L’avventura bellica declinante e il sentore di sconfitta incipiente gravano tra le gallerie di queste catacombe novecentesche, s’insinuano tra le file dei tubi di aerazione, sgusciano sotto le massicce porte tagliafuoco da incrociatore, sostano sulle suppellettili che tentano di riprodurre un fantasma di normalità quotidiana nel pozzo della sopravvivenza forzata: la radio a valvole, lo scrittoio, l’orologio da muro…
Qui sotto c’è tutto l’odore d’una vicenda che sente la fine in arrivo. Così forte che non bastano a contrastarlo due sentori paralleli: quello dell’assoluto privilegio – garantirsi la vita grazie a un bunker così, poco allegro ma a prova di fortezze volanti – e quello del controllo. Tutto trasuda ossessione di controllo, negli spogli ipogei di Villa Torlonia, dalle maniglie per assicurare o inibire vie di fuga alla mappa di Roma con i “ricoveri antiaerei pvbblici” (sì, con la “u” dell’epigrafia romana antica).

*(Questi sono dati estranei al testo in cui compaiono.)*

use std::future::Future;
use std::pin::Pin;
use std::sync::Arc;
use std::task::{Context, Poll};

use crate::Hub;

/// A future that binds a [`Hub`] to its execution.
///
/// This makes sure that the future is polled within the given hub, so that
/// captures from inside the task see the scope of that hub.
#[pin_project::pin_project]
#[derive(Debug)]
pub struct OutpostFuture<F> {
    hub: Arc<Hub>,
    #[pin]
    future: F,
}

impl<F> OutpostFuture<F> {
    /// Creates a new bound future with a [`Hub`].
    pub fn new(hub: Arc<Hub>, future: F) -> Self {
        Self { hub, future }
    }
}

impl<F> Future for OutpostFuture<F>
where
    F: Future,
{
    type Output = F::Output;

    fn poll(self: Pin<&mut Self>, cx: &mut Context<'_>) -> Poll<Self::Output> {
        let this = self.project();
        let hub = this.hub.clone();
        let future = this.future;
        Hub::run(hub, || future.poll(cx))
    }
}

/// Future extensions for Outpost.
pub trait OutpostFutureExt: Sized {
    /// Binds a hub to the execution of this future.
    ///
    /// This ensures that the future is polled within the given hub.
    ///
    /// # Examples
    ///
    /// ```
    /// # let rt = tokio::runtime::Builder::new_current_thread().build().unwrap();
    /// # rt.block_on(async {
    /// use std::sync::Arc;
    /// use outpost_core::{Hub, OutpostFutureExt};
    ///
    /// let hub = Arc::new(Hub::new_from_top(Hub::current()));
    /// let result = async { 1_u32 }.bind_hub(hub).await;
    /// assert_eq!(result, 1);
    /// # });
    /// ```
    fn bind_hub<H>(self, hub: H) -> OutpostFuture<Self>
    where
        H: Into<Arc<Hub>>,
    {
        OutpostFuture {
            future: self,
            hub: hub.into(),
        }
    }
}

impl<F> OutpostFutureExt for F where F: Future {}

#[cfg(test)]
mod tests {
    use std::sync::Arc;

    use super::*;
    use crate::test::with_captured_events;
    use crate::{capture_message, configure_scope, Level};

    #[test]
    fn test_bind_hub_isolates_scope() {
        let rt = tokio::runtime::Builder::new_current_thread()
            .build()
            .unwrap();

        let events = with_captured_events(|| {
            let outer = Hub::current();
            let tasks: Vec<_> = (0..2)
                .map(|i| {
                    let hub = Arc::new(Hub::new_from_top(&outer));
                    async move {
                        configure_scope(|scope| scope.set_tag("task", i));
                        tokio::task::yield_now().await;
                        capture_message("from task", Level::Info);
                    }
                    .bind_hub(hub)
                })
                .collect();
            rt.block_on(async {
                for task in tasks {
                    task.await;
                }
            });
            capture_message("outside", Level::Info);
        });

        assert_eq!(events.len(), 3);
        assert_eq!(events[0].tags["task"], "0");
        assert_eq!(events[1].tags["task"], "1");
        assert!(!events[2].tags.contains_key("task"));
    }
}
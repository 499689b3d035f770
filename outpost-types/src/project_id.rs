use std::fmt;
use std::str::FromStr;

use serde::{Deserialize, Serialize};
use thiserror::Error;

/// Raised if a project ID cannot be parsed from a string.
#[derive(Debug, Error, PartialEq, Eq, PartialOrd, Ord)]
pub enum ParseProjectIdError {
    /// Raised if the value is not an integer in the supported range.
    #[error("invalid value for project id")]
    InvalidValue,
    /// Raised if an empty value is parsed.
    #[error("empty or missing project id")]
    EmptyValue,
}

/// Represents a project ID.
#[derive(Clone, Debug, PartialEq, Eq, Ord, PartialOrd, Hash, Deserialize, Serialize)]
#[serde(into = "String", try_from = "String")]
pub struct ProjectId(String);

impl ProjectId {
    /// Creates a new project ID from its numeric value.
    #[inline]
    pub fn new(id: u64) -> Self {
        Self(id.to_string())
    }

    /// Returns the numeric value of this project id, if it is numeric.
    #[inline]
    pub fn value(&self) -> Option<u64> {
        self.0.parse::<u64>().ok()
    }
}

impl fmt::Display for ProjectId {
    fn fmt(&self, f: &mut fmt::Formatter) -> fmt::Result {
        write!(f, "{}", self.0)
    }
}

impl From<u64> for ProjectId {
    fn from(id: u64) -> Self {
        Self::new(id)
    }
}

impl From<ProjectId> for String {
    fn from(id: ProjectId) -> Self {
        id.0
    }
}

impl TryFrom<String> for ProjectId {
    type Error = ParseProjectIdError;

    fn try_from(value: String) -> Result<Self, Self::Error> {
        value.parse()
    }
}

impl FromStr for ProjectId {
    type Err = ParseProjectIdError;

    fn from_str(s: &str) -> Result<ProjectId, ParseProjectIdError> {
        if s.is_empty() {
            return Err(ParseProjectIdError::EmptyValue);
        }
        // project ids travel in URL paths, so only a conservative charset is allowed
        if !s
            .chars()
            .all(|c| c.is_ascii_alphanumeric() || c == '-' || c == '_')
        {
            return Err(ParseProjectIdError::InvalidValue);
        }
        Ok(ProjectId(s.to_string()))
    }
}
//! Sampling decisions for events and transactions.

use rand::random;

use crate::performance::TransactionContext;
use crate::ClientOptions;

/// The data a `traces_sampler` callback decides on.
#[derive(Debug, Clone, Copy)]
pub struct SamplingContext<'a> {
    /// The context of the transaction being started.
    pub transaction_context: &'a TransactionContext,
}

/// Returns a random boolean with a probability defined by `rate`.
///
/// Rates at or above `1.0` always send and rates at or below `0.0` never do.
pub fn sample_should_send(rate: f32) -> bool {
    if rate >= 1.0 {
        true
    } else if rate <= 0.0 {
        false
    } else {
        random::<f32>() < rate
    }
}

/// Computes the sample rate of a new transaction.
///
/// An inherited decision wins over the `traces_sampler`, which in turn wins
/// over the static `traces_sample_rate`.
pub(crate) fn transaction_sample_rate(options: &ClientOptions, ctx: &TransactionContext) -> f32 {
    match (ctx.sampled(), options.traces_sampler.as_ref()) {
        (Some(sampled), _) => {
            if sampled {
                1.0
            } else {
                0.0
            }
        }
        (None, Some(sampler)) => sampler(&SamplingContext {
            transaction_context: ctx,
        }),
        (None, None) => options.traces_sample_rate,
    }
}
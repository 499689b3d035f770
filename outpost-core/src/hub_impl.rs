use std::cell::{OnceCell, RefCell};
use std::marker::PhantomData;
use std::rc::Rc;
use std::sync::{Arc, LazyLock, PoisonError, RwLock, TryLockError};
use std::thread::{self, ThreadId};

use crate::scope::Stack;
use crate::{Client, Hub, Scope};

/// The process-wide hub, owned by the thread that first touched it.
struct ProcessHub {
    hub: Arc<Hub>,
    owner: ThreadId,
}

static PROCESS_HUB: LazyLock<ProcessHub> = LazyLock::new(|| ProcessHub {
    hub: Arc::new(Hub::new(None, Default::default())),
    owner: thread::current().id(),
});

thread_local! {
    /// A hub bound with [`Hub::run`] or a [`SwitchGuard`].
    static BOUND_HUB: RefCell<Option<Arc<Hub>>> = const { RefCell::new(None) };
    /// The hub this thread falls back to, derived from the process hub.
    static DERIVED_HUB: OnceCell<Arc<Hub>> = const { OnceCell::new() };
}

fn fallback_hub() -> Arc<Hub> {
    let process = &*PROCESS_HUB;
    if process.owner == thread::current().id() {
        return process.hub.clone();
    }
    DERIVED_HUB.with(|derived| {
        derived
            .get_or_init(|| Arc::new(Hub::new_from_top(&process.hub)))
            .clone()
    })
}

/// Installs a hub as the current one for as long as the guard lives.
///
/// The previously bound hub comes back when the guard is dropped.  Guards
/// touch thread-local state, so they cannot leave their thread.
pub struct SwitchGuard {
    previous: Option<Option<Arc<Hub>>>,
    _thread_bound: PhantomData<Rc<()>>,
}

impl SwitchGuard {
    /// Binds `hub` to the current thread.
    pub fn new(hub: Arc<Hub>) -> Self {
        let previous = BOUND_HUB.with(|bound| {
            let mut bound = bound.borrow_mut();
            if bound.as_ref().is_some_and(|current| Arc::ptr_eq(current, &hub)) {
                return None;
            }
            Some(bound.replace(hub))
        });
        SwitchGuard {
            previous,
            _thread_bound: PhantomData,
        }
    }
}

impl Drop for SwitchGuard {
    fn drop(&mut self) {
        if let Some(previous) = self.previous.take() {
            // dropping the hub may run arbitrary code, so release the borrow first
            let replaced =
                BOUND_HUB.with(|bound| std::mem::replace(&mut *bound.borrow_mut(), previous));
            drop(replaced);
        }
    }
}

/// The lock-protected layer stack of a [`Hub`].
#[derive(Debug)]
pub(crate) struct HubImpl {
    pub(crate) stack: Arc<RwLock<Stack>>,
}

impl HubImpl {
    pub(crate) fn from_stack(stack: Stack) -> Self {
        HubImpl {
            stack: Arc::new(RwLock::new(stack)),
        }
    }

    pub(crate) fn with<F: FnOnce(&Stack) -> R, R>(&self, f: F) -> R {
        f(&self.stack.read().unwrap_or_else(PoisonError::into_inner))
    }

    pub(crate) fn with_mut<F: FnOnce(&mut Stack) -> R, R>(&self, f: F) -> R {
        f(&mut self.stack.write().unwrap_or_else(PoisonError::into_inner))
    }

    /// A stack that is already locked means a re-entrant call, for
    /// instance from a panic inside a scope callback.
    pub(crate) fn has_enabled_client(&self) -> bool {
        match self.stack.try_read() {
            Ok(stack) => stack.top().client.as_ref().is_some_and(|c| c.is_enabled()),
            Err(TryLockError::Poisoned(err)) => {
                let stack = err.into_inner();
                stack.top().client.as_ref().is_some_and(|c| c.is_enabled())
            }
            Err(TryLockError::WouldBlock) => false,
        }
    }
}

impl Hub {
    /// Creates a hub with a single layer holding `client` and `scope`.
    pub fn new(client: Option<Arc<Client>>, scope: Arc<Scope>) -> Hub {
        Hub {
            inner: HubImpl::from_stack(Stack::from_client_and_scope(client, scope)),
            last_event_id: RwLock::new(None),
        }
    }

    /// Creates a hub whose only layer is the top layer of `other`.
    ///
    /// The client is shared and the scope starts out as a copy.
    pub fn new_from_top<H: AsRef<Hub>>(other: H) -> Hub {
        let (client, scope) = other.as_ref().top();
        Hub::new(client, scope)
    }

    /// Returns the hub of the current thread.
    ///
    /// A hub bound with [`Hub::run`] wins.  Otherwise the thread that first
    /// touched the SDK uses the process hub ([`Hub::main`]), and every other
    /// thread lazily derives its own hub from the top layer of the process
    /// hub.
    pub fn current() -> Arc<Hub> {
        Hub::with(Arc::clone)
    }

    /// Returns the process hub.
    pub fn main() -> Arc<Hub> {
        PROCESS_HUB.hub.clone()
    }

    /// Calls `f` with the current hub.
    ///
    /// Cheaper than [`Hub::current`] when the hub is bound.
    pub fn with<F, R>(f: F) -> R
    where
        F: FnOnce(&Arc<Hub>) -> R,
    {
        match BOUND_HUB.with(|bound| bound.borrow().clone()) {
            Some(hub) => f(&hub),
            None => f(&fallback_hub()),
        }
    }

    /// Runs `f` with `hub` installed as the current hub.
    ///
    /// The previous hub is restored afterwards, also when `f` unwinds.
    pub fn run<F: FnOnce() -> R, R>(hub: Arc<Hub>, f: F) -> R {
        let _guard = SwitchGuard::new(hub);
        f()
    }

    /// Returns the client of the top layer.
    pub fn client(&self) -> Option<Arc<Client>> {
        self.top().0
    }

    /// Replaces the client of the top layer.
    pub fn bind_client(&self, client: Option<Arc<Client>>) {
        self.inner.with_mut(|stack| stack.top_mut().client = client)
    }

    pub(crate) fn is_active_and_usage_safe(&self) -> bool {
        self.inner.has_enabled_client()
    }

    /// Returns the client and scope of the top layer without holding the lock.
    pub(crate) fn top(&self) -> (Option<Arc<Client>>, Arc<Scope>) {
        self.inner.with(|stack| {
            let top = stack.top();
            (top.client.clone(), top.scope.clone())
        })
    }

    pub(crate) fn current_scope(&self) -> Arc<Scope> {
        self.top().1
    }

    pub(crate) fn with_current_scope_mut<F: FnOnce(&mut Scope) -> R, R>(&self, f: F) -> R {
        self.inner
            .with_mut(|stack| f(Arc::make_mut(&mut stack.top_mut().scope)))
    }
}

Non è una gita al parco (anche se si può abbinare ad una passeggiata nel sovrastante parco), scendere nel bunker e nei rifugi di Villa Torlonia. E’ una discesa negl’inferi della nostra storia e in questo senso è un’opportunità unica in Italia: sentire fisicamente quel fallimento che s’incarna in materia dura, nel ferro e nel calcestruzzo. Attraversare sui propri piedi un paradosso disperato: quello del potente pronto a lasciare le sale del palazzo e a inabissarsi tra gallerie e celle monastiche, pur di salvare la pelle”.
Lo scrive il Comune di Roma sul sito istituzionale.